Exercise brief =>
The answer must consist of every line from the entries that holds the word "separated".

Material supplied =>
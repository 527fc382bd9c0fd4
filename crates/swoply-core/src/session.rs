//! The persisted session pointer.

use chrono::{DateTime, Utc};
use serde::{Deserialize, Serialize};
use uuid::Uuid;

/// Which account was logged in, and when. Stored apart from the account
/// records; it only becomes a live identity if the account still resolves.
#[derive(Debug, Clone, PartialEq, Eq, Serialize, Deserialize)]
pub struct SessionPointer {
  #[serde(rename = "userId")]
  pub account_id: Uuid,
  pub timestamp:  DateTime<Utc>,
}

impl SessionPointer {
  pub fn now(account_id: Uuid) -> Self {
    Self { account_id, timestamp: Utc::now() }
  }
}
//! User-facing forms and their validation.
//!
//! Forms hold raw text exactly as entered. Validation runs before any store
//! call and produces the typed inputs the store accepts, so a listing with a
//! missing field or a non-positive price never reaches a backend.

use thiserror::Error;
use uuid::Uuid;

use crate::listing::{Category, Condition, ListingStatus, NewListing, Price};

/// Minimum number of characters accepted for a new credential.
pub const MIN_CREDENTIAL_LEN: usize = 6;

#[derive(Debug, Clone, PartialEq, Eq, Error)]
pub enum ValidationError {
  #[error("required fields are empty: {}", .0.join(", "))]
  MissingFields(Vec<&'static str>),

  #[error("price must be a positive number, got {0:?}")]
  InvalidPrice(String),

  #[error("unknown category: {0:?}")]
  UnknownCategory(String),

  #[error("unknown condition: {0:?}")]
  UnknownCondition(String),

  #[error("password must be at least {min} characters long")]
  CredentialTooShort { min: usize },
}

// ─── Listing form ────────────────────────────────────────────────────────────

/// The listing-creation form.
#[derive(Debug, Clone, Default)]
pub struct ListingForm {
  pub title:       String,
  pub description: String,
  pub price:       String,
  /// Category key, e.g. `electronics`.
  pub category:    String,
  /// Condition key, e.g. `good`.
  pub condition:   String,
  pub location:    String,
  /// Comma-separated; blank entries are dropped.
  pub tags:        String,
  /// Optional single image reference.
  pub image_url:   String,
}

impl ListingForm {
  /// Validate the form and build an active [`NewListing`] owned by
  /// `account_id`.
  pub fn validate(&self, account_id: Uuid) -> Result<NewListing, ValidationError> {
    let title = self.title.trim();
    let description = self.description.trim();
    let price = self.price.trim();
    let category = self.category.trim();
    let condition = self.condition.trim();
    let location = self.location.trim();

    let missing: Vec<&'static str> = [
      ("title", title),
      ("description", description),
      ("price", price),
      ("category", category),
      ("condition", condition),
      ("location", location),
    ]
    .into_iter()
    .filter(|(_, v)| v.is_empty())
    .map(|(name, _)| name)
    .collect();

    if !missing.is_empty() {
      return Err(ValidationError::MissingFields(missing));
    }

    let price: Price = price
      .parse()
      .map_err(|_| ValidationError::InvalidPrice(price.to_owned()))?;
    let category: Category = category
      .parse()
      .map_err(|_| ValidationError::UnknownCategory(category.to_owned()))?;
    let condition: Condition = condition
      .parse()
      .map_err(|_| ValidationError::UnknownCondition(condition.to_owned()))?;

    let image = self.image_url.trim();

    Ok(NewListing {
      account_id,
      title: title.to_owned(),
      description: description.to_owned(),
      price,
      category,
      condition,
      images: if image.is_empty() { vec![] } else { vec![image.to_owned()] },
      location: location.to_owned(),
      tags: split_tags(&self.tags),
      status: ListingStatus::Active,
    })
  }
}

/// Split a comma-separated tag list, trimming entries and dropping blanks.
pub fn split_tags(raw: &str) -> Vec<String> {
  raw
    .split(',')
    .map(str::trim)
    .filter(|t| !t.is_empty())
    .map(str::to_owned)
    .collect()
}

// ─── Registration form ───────────────────────────────────────────────────────

/// The sign-up form.
#[derive(Debug, Clone, Default)]
pub struct RegistrationForm {
  pub email:    String,
  pub password: String,
  pub name:     String,
  pub phone:    Option<String>,
}

impl RegistrationForm {
  pub fn validate(&self) -> Result<(), ValidationError> {
    let missing: Vec<&'static str> = [
      ("email", self.email.trim()),
      ("password", self.password.as_str()),
      ("name", self.name.trim()),
    ]
    .into_iter()
    .filter(|(_, v)| v.is_empty())
    .map(|(name, _)| name)
    .collect();

    if !missing.is_empty() {
      return Err(ValidationError::MissingFields(missing));
    }

    if self.password.chars().count() < MIN_CREDENTIAL_LEN {
      return Err(ValidationError::CredentialTooShort { min: MIN_CREDENTIAL_LEN });
    }

    Ok(())
  }

  /// The phone number, if one was entered.
  pub fn phone(&self) -> Option<String> {
    self
      .phone
      .as_deref()
      .map(str::trim)
      .filter(|p| !p.is_empty())
      .map(str::to_owned)
  }
}
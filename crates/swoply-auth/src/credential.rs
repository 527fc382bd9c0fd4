//! Credential digests.
//!
//! New credentials are stored as Argon2id PHC strings. Accounts written by the
//! browser storefront carry a 32-bit rolling checksum instead; those are
//! still accepted so that existing users can log in, and are upgraded on their
//! next successful login.

use argon2::{
  Algorithm, Argon2, Params, PasswordHash, PasswordHasher, PasswordVerifier,
  Version, password_hash::SaltString,
};
use rand_core::OsRng;

use crate::{AuthError, Result};

/// Outcome of checking a credential against a stored digest.
#[derive(Debug, Clone, Copy, PartialEq, Eq)]
pub enum Verification {
  Match,
  /// Matched a legacy checksum; the stored digest should be replaced.
  LegacyMatch,
  Mismatch,
}

/// The legacy checksum: `h = h * 31 + unit` over UTF-16 code
/// units, wrapping at 32 bits, rendered as a signed decimal.
///
/// Not a password hash. Only used to recognise legacy records.
pub fn legacy_checksum(credential: &str) -> String {
  credential
    .encode_utf16()
    .fold(0i32, |h, unit| {
      h.wrapping_shl(5).wrapping_sub(h).wrapping_add(i32::from(unit))
    })
    .to_string()
}

/// Hashes and verifies credentials with Argon2id.
#[derive(Debug, Clone, Default)]
pub struct CredentialHasher {
  params: Params,
}

impl CredentialHasher {
  pub fn new(params: Params) -> Self { Self { params } }

  /// Build a hasher from raw cost parameters.
  pub fn with_costs(memory_kib: u32, iterations: u32, parallelism: u32) -> Result<Self> {
    let params = Params::new(memory_kib, iterations, parallelism, None)
      .map_err(|e| AuthError::Hash(e.to_string()))?;
    Ok(Self::new(params))
  }

  fn argon2(&self) -> Argon2<'static> {
    Argon2::new(Algorithm::Argon2id, Version::V0x13, self.params.clone())
  }

  /// Produce a salted PHC string for `credential`.
  pub fn hash(&self, credential: &str) -> Result<String> {
    let salt = SaltString::generate(&mut OsRng);
    let hash = self
      .argon2()
      .hash_password(credential.as_bytes(), &salt)
      .map_err(|e| AuthError::Hash(e.to_string()))?;
    Ok(hash.to_string())
  }

  /// Check `credential` against a stored digest of either scheme.
  pub fn verify(&self, credential: &str, stored: &str) -> Result<Verification> {
    if !stored.starts_with('$') {
      return Ok(if legacy_checksum(credential) == stored {
        Verification::LegacyMatch
      } else {
        Verification::Mismatch
      });
    }

    let parsed = PasswordHash::new(stored).map_err(|e| AuthError::Hash(e.to_string()))?;
    match self.argon2().verify_password(credential.as_bytes(), &parsed) {
      Ok(()) => Ok(Verification::Match),
      Err(argon2::password_hash::Error::Password) => Ok(Verification::Mismatch),
      Err(e) => Err(AuthError::Hash(e.to_string())),
    }
  }
}

#[cfg(test)]
mod tests {
  use super::*;

  fn hasher() -> CredentialHasher {
    CredentialHasher::with_costs(8, 1, 1).unwrap()
  }

  #[test]
  fn legacy_checksum_known_values() {
    assert_eq!(legacy_checksum(""), "0");
    assert_eq!(legacy_checksum("a"), "97");
    assert_eq!(legacy_checksum("abc"), "96354");
    assert_eq!(legacy_checksum("hello"), "99162322");
  }

  #[test]
  fn legacy_checksum_wraps_at_32_bits() {
    // 31^7 * 'a' already exceeds i32::MAX.
    let sum = legacy_checksum("aaaaaaaa");
    assert!(sum.parse::<i32>().is_ok());
    assert_eq!(legacy_checksum("polygenelubricants"), "-2147483648");
  }

  #[test]
  fn legacy_checksum_uses_utf16_units() {
    // 'П' is U+041F (1055), a single UTF-16 unit.
    assert_eq!(legacy_checksum("П"), "1055");
  }

  #[test]
  fn argon2_hash_verifies() {
    let h = hasher();
    let stored = h.hash("correct horse").unwrap();
    assert!(stored.starts_with("$argon2id$"));
    assert_eq!(h.verify("correct horse", &stored).unwrap(), Verification::Match);
    assert_eq!(h.verify("wrong horse", &stored).unwrap(), Verification::Mismatch);
  }

  #[test]
  fn legacy_digest_verifies() {
    let h = hasher();
    let stored = legacy_checksum("secret1");
    assert_eq!(h.verify("secret1", &stored).unwrap(), Verification::LegacyMatch);
    assert_eq!(h.verify("secret2", &stored).unwrap(), Verification::Mismatch);
  }

  #[test]
  fn malformed_phc_string_is_an_error() {
    assert!(matches!(
      hasher().verify("x", "$not-a-phc"),
      Err(AuthError::Hash(_))
    ));
  }

  #[test]
  fn invalid_costs_are_rejected() {
    assert!(CredentialHasher::with_costs(0, 0, 0).is_err());
  }
}
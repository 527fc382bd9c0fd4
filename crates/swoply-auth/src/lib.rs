//! Session and identity service for Swoply.
//!
//! [`AuthService`] owns the current identity for one front end and keeps the
//! persisted session pointer in step with it. Credentials are checked by
//! [`CredentialHasher`].

pub mod credential;
pub mod error;
pub mod service;

pub use credential::{CredentialHasher, Verification};
pub use error::{AuthError, Result};
pub use service::{AuthService, ProfileUpdate};

#[cfg(test)]
mod tests;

Completed exercise =>
  /// Comma-separated; blank entries are dropped.
/// Split a comma-separated tag list, trimming entries and dropping blanks.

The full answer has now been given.